Akibat dari keempat kejadian diatas maka terjadi penghentian suplai darah ke
otak, yang menyebabkan kehilangan sementara atau permanen gerakan, berpikir,
memori, bicara, atau sensasi.
4. Faktor resiko terjadinya stroke
a. Yang tidak dapat diubah: usia, jenis kelamin, ras, riwayat keluarga, riwayat
stroke, penyakit jantung koroner, dan fibrilasi atrium.
b.
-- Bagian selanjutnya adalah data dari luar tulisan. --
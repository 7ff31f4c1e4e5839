//! Database migrations.
//!
//! Schema migrations for the database.

#![allow(missing_docs)]

use sea_orm_migration::prelude::*;

mod m20250101_000001_create_user_table;
mod m20250101_000002_create_kyc_submission_table;
mod m20250101_000003_create_kyc_document_table;

pub struct Migrator;

#[async_trait::async_trait]
impl MigratorTrait for Migrator {
    fn migrations() -> Vec<Box<dyn MigrationTrait>> {
        vec![
            Box::new(m20250101_000001_create_user_table::Migration),
            Box::new(m20250101_000002_create_kyc_submission_table::Migration),
            Box::new(m20250101_000003_create_kyc_document_table::Migration),
        ]
    }
}
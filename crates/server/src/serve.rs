//! HTTP service with the scan worker and scheduler.

use std::net::SocketAddr;
use std::sync::Arc;

use anyhow::Context;
use apalis::prelude::*;
use axum::{Router, extract::DefaultBodyLimit, middleware};
use kyc_api::{AppState, auth_middleware, router as api_router, upload_body_limit};
use kyc_common::Config;
use kyc_core::{
    AvScanService, ClamScanner, KycIntakeService, KycReviewService, RetentionService,
    ScanQueueService,
};
use kyc_db::repositories::UserRepository;
use kyc_queue::{
    AvScanContext, KycJobExecutor, RedisScanQueue, RetryConfig, SchedulerConfig, av_scan_worker,
    run_scheduler,
};
use tokio::signal;
use tower_http::{
    cors::{Any, CorsLayer},
    trace::TraceLayer,
};
use tracing::{error, info};

use crate::cli::ServeArgs;
use crate::{connect_database, scan_storage, storage_manager};

/// Waits for a shutdown signal (SIGINT or SIGTERM).
async fn shutdown_signal() {
    let ctrl_c = async {
        if let Err(e) = signal::ctrl_c().await {
            error!(error = %e, "Failed to install Ctrl+C handler");
            std::future::pending::<()>().await;
        }
    };

    #[cfg(unix)]
    let terminate = async {
        match signal::unix::signal(signal::unix::SignalKind::terminate()) {
            Ok(mut sigterm) => {
                sigterm.recv().await;
            }
            Err(e) => {
                error!(error = %e, "Failed to install SIGTERM handler");
                std::future::pending::<()>().await;
            }
        }
    };

    #[cfg(not(unix))]
    let terminate = std::future::pending::<()>();

    tokio::select! {
        () = ctrl_c => {
            info!("Received SIGINT, initiating graceful shutdown...");
        },
        () = terminate => {
            info!("Received SIGTERM, initiating graceful shutdown...");
        },
    }
}

/// Run the service until a shutdown signal arrives.
pub async fn run(config: Config, args: ServeArgs) -> anyhow::Result<()> {
    info!("Starting kyc-vault server...");

    let db = Arc::new(connect_database(&config).await?);

    info!("Running database migrations...");
    kyc_db::migrate(&db).await?;
    info!("Migrations completed");

    let storage = storage_manager(&config)?;
    // Fail at startup rather than on the first upload
    storage.disk(&config.kyc.disk)?;

    info!("Connecting to Redis...");
    let redis_storage = scan_storage(&config).await?;
    info!("Connected to Redis job queue");

    let scan_queue: ScanQueueService = Arc::new(RedisScanQueue::new(redis_storage.clone()));
    let scan_service = AvScanService::new(
        db.clone(),
        storage.clone(),
        Arc::new(ClamScanner::from_config(&config.kyc)),
        &config.kyc,
    );
    let retention_service = RetentionService::new(db.clone(), storage.clone(), &config.kyc);

    let state = AppState {
        user_repo: UserRepository::new(db.clone()),
        intake_service: KycIntakeService::new(
            db.clone(),
            storage.clone(),
            scan_queue.clone(),
            &config.kyc,
        ),
        review_service: KycReviewService::new(db, storage, &config.kyc),
    };

    let app = Router::new()
        .nest("/api", api_router())
        .layer(middleware::from_fn_with_state(state.clone(), auth_middleware))
        .layer(DefaultBodyLimit::max(upload_body_limit(&config.kyc)))
        .layer(TraceLayer::new_for_http())
        .layer(
            CorsLayer::new()
                .allow_origin(Any)
                .allow_methods(Any)
                .allow_headers(Any),
        )
        .with_state(state);

    let mut background = Vec::new();
    if args.no_worker {
        info!("Scan worker and scheduler disabled for this process");
    } else {
        info!("Starting antivirus scan worker...");
        let scan_ctx = AvScanContext::new(
            scan_service.clone(),
            scan_queue,
            RetryConfig::from_config(&config.kyc),
        );

        background.push(tokio::spawn(async move {
            let monitor = Monitor::new().register({
                WorkerBuilder::new("kyc-av-scan")
                    .data(scan_ctx)
                    .backend(redis_storage)
                    .build_fn(av_scan_worker)
            });

            if let Err(e) = monitor.run().await {
                error!(error = %e, "Scan worker failed");
            }
        }));

        let executor = Arc::new(KycJobExecutor::new(retention_service, scan_service));
        background.extend(run_scheduler(&SchedulerConfig::from_config(&config.kyc), executor));
        info!("Scan worker and scheduler started");
    }

    let port = args.port.unwrap_or(config.server.port);
    let host: std::net::IpAddr = config
        .server
        .host
        .parse()
        .with_context(|| format!("invalid server host: {}", config.server.host))?;
    let addr = SocketAddr::new(host, port);
    info!("Listening on {}", addr);

    let listener = tokio::net::TcpListener::bind(addr).await?;
    axum::serve(listener, app)
        .with_graceful_shutdown(shutdown_signal())
        .await?;

    for handle in background {
        handle.abort();
    }

    info!("Server shutdown complete");
    Ok(())
}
Yang dapat diubah: hipertensi, diabetes mellitus, merokok, penyalahgunaan
alkohol dan obat, kontrasepsi oral, dan hematokrit meningkat.
5. Patofisiologi
Otak sangat tergantung kepada oksigen, bila terjadi anoksia seperti yang
terjadi pada stroke di otak mengalami perubahan metabolik, kematian sel dan
kerusakan permanen yang terjadi dalam 3 sampai dengan 10 menit (non aktif total).
Pembuluh darah yang paling sering terkena ialah arteri serebral dan arteri karotis
Interna.
Adanya gangguan peredaran darah otak dapat menimbulkan jejas atau cedera
pada otak melalui empat mekanisme, yaitu :
a. Penebalan dinding arteri serebral yang menimbulkan penyempitan sehingga aliran
darah dan suplainya ke sebagian otak tidak adekuat, selanjutnya akan
mengakibatkan perubahan-perubahan iskemik otak.
b. Pecahnya dinding arteri serebral akan menyebabkan bocornya darah ke kejaringan
(hemorrhage).
c. Pembesaran sebuah atau sekelompok pembuluh darah yang menekan jaringan
otak.
d. Edema serebri yang merupakan pengumpulan cairan di ruang interstitial jaringan
otak.
Konstriksi lokal sebuah arteri mula-mula menyebabkan sedikit perubahan
pada aliran darah dan baru setelah stenosis cukup hebat dan melampaui batas kritis
terjadi pengurangan darah secara drastis dan cepat. Oklusi suatu arteri otak akan
menimbulkan reduksi suatu area dimana jaringan otak normal sekitarnya yang masih
mempunyai pendarahan yang baik berusaha membantu suplai darah melalui jalurjalur anastomosis yang ada. Perubahan awal yang terjadi pada korteks akibat oklusi
pembuluh darah adalah gelapnya warna darah vena, penurunan kecepatan aliran darah
dan sedikit dilatasi arteri serta arteriole. Selanjutnya akan terjadi edema pada daerah
ini. Selama berlangsungnya perisriwa ini, otoregulasi sudah tidak berfungsi sehingga
aliran darah mengikuti secara pasif segala perubahan tekanan darah arteri..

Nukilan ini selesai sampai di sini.